## Task item
Which lines run from the line with "#[command(author, version, about, long_about" through the line with "marks it nullable" in the entries below? Print them exactly, both ends included, and nothing more.

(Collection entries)
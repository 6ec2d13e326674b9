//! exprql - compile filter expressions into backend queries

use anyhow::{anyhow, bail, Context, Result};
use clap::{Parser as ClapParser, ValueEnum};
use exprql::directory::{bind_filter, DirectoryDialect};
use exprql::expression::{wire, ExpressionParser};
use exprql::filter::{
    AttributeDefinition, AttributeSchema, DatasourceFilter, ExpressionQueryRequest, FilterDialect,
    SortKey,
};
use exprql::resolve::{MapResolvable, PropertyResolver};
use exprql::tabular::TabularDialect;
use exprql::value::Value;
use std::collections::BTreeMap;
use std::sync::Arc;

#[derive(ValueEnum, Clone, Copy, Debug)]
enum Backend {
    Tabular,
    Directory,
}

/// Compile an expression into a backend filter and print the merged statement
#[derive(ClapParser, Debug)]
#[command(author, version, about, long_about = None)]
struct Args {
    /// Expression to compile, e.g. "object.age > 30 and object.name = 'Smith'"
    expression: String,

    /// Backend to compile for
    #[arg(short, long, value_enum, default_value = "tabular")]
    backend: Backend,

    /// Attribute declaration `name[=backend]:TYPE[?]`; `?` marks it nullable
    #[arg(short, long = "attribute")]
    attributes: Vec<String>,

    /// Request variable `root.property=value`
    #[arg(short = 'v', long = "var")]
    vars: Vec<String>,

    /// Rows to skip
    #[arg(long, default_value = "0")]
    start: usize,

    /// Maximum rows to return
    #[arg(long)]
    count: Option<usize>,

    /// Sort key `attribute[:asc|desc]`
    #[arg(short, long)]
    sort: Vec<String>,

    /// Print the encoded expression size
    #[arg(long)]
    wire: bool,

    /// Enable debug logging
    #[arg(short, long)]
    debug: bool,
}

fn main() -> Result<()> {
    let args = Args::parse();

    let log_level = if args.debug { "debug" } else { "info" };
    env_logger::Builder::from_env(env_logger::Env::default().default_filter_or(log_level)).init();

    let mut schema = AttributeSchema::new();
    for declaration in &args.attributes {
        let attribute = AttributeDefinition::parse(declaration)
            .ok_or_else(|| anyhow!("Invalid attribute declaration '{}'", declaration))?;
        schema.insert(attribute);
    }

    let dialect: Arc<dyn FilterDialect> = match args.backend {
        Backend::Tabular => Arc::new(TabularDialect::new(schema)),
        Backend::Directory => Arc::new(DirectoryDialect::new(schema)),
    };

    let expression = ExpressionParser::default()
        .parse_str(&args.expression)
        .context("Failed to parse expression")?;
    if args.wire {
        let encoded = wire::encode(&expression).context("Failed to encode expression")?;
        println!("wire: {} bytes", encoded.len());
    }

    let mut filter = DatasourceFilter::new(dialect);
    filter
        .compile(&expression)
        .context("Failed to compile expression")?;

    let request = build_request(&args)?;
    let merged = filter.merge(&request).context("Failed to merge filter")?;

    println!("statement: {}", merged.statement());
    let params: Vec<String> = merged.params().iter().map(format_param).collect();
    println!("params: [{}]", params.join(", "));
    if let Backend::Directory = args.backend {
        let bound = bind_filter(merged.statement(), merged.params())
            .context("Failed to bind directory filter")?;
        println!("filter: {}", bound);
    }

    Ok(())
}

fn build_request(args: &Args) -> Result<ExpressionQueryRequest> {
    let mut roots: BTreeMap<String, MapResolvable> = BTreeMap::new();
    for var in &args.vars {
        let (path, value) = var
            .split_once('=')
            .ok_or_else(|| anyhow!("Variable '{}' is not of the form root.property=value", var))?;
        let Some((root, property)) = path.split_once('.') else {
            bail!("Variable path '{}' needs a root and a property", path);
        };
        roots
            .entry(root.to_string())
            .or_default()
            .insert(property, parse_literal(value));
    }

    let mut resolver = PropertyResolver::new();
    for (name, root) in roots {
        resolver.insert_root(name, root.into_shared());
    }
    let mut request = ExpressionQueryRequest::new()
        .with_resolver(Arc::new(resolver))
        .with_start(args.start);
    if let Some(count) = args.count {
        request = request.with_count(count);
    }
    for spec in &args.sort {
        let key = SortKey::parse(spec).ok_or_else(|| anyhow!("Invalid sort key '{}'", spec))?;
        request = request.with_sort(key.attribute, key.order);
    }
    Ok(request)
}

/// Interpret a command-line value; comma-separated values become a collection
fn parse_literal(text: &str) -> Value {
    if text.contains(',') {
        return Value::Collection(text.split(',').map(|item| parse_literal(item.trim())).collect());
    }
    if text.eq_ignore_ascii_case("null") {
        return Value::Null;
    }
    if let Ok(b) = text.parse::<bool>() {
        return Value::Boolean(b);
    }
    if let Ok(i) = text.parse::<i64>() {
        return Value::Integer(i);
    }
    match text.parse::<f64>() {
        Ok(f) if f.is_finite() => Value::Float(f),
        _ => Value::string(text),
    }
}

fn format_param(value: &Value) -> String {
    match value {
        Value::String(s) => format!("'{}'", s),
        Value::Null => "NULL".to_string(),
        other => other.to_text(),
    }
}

...

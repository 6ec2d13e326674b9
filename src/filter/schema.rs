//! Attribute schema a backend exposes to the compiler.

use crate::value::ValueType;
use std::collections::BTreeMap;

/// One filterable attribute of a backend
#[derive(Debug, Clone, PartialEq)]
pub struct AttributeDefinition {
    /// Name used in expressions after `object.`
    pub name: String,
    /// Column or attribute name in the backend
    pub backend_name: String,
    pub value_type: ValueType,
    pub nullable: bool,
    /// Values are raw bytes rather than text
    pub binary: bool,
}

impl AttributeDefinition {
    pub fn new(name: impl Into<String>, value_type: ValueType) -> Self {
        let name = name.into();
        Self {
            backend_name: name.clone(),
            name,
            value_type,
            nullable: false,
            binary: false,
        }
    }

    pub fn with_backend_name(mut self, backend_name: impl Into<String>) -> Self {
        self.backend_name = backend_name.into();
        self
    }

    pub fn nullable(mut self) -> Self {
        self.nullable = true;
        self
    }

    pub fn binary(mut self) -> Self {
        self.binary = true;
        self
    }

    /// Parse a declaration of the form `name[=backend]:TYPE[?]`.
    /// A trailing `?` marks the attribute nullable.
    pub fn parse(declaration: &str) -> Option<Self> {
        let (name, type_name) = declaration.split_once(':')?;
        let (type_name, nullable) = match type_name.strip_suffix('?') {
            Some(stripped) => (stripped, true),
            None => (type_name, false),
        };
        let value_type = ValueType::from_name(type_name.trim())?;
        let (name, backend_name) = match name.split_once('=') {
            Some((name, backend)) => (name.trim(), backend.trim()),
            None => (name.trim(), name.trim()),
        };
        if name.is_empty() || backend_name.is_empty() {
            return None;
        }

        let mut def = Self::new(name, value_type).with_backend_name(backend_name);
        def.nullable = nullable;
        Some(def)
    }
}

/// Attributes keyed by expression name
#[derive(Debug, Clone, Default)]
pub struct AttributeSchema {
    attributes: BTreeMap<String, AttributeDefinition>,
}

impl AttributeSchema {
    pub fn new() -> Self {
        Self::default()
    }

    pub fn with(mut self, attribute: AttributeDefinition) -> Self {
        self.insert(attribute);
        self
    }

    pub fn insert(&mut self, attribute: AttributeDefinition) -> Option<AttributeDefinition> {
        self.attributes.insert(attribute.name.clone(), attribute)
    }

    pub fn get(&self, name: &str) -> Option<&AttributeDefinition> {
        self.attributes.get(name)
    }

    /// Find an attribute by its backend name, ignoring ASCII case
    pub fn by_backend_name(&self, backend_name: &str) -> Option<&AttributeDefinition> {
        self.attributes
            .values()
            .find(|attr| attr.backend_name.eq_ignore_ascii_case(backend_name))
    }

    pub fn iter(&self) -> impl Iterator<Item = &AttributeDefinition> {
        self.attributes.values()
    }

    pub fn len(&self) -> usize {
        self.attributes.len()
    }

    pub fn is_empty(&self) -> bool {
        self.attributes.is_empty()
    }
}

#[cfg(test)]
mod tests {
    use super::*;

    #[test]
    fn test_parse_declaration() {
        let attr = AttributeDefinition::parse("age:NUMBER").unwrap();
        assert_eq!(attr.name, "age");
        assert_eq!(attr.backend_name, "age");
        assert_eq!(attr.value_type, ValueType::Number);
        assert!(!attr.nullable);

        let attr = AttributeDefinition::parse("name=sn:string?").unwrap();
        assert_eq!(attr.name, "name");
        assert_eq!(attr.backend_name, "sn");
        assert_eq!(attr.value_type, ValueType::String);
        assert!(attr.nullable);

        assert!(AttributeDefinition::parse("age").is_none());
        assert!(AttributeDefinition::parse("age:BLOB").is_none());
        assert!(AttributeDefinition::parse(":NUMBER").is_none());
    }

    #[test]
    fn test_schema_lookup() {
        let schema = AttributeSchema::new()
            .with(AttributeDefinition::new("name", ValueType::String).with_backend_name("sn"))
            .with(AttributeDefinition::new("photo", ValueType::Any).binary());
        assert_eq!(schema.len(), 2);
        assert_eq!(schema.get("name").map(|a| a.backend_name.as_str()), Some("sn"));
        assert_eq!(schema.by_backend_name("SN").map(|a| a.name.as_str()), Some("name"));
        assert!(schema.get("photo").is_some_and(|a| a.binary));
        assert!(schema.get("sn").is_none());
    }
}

## Written answer
#[command(author, version, about, long_about = None)]
struct Args {
    /// Expression to compile, e.g. "object.age > 30 and object.name = 'Smith'"
    expression: String,

    /// Backend to compile for
    #[arg(short, long, value_enum, default_value = "tabular")]
    backend: Backend,

    /// Attribute declaration `name[=backend]:TYPE[?]`; `?` marks it nullable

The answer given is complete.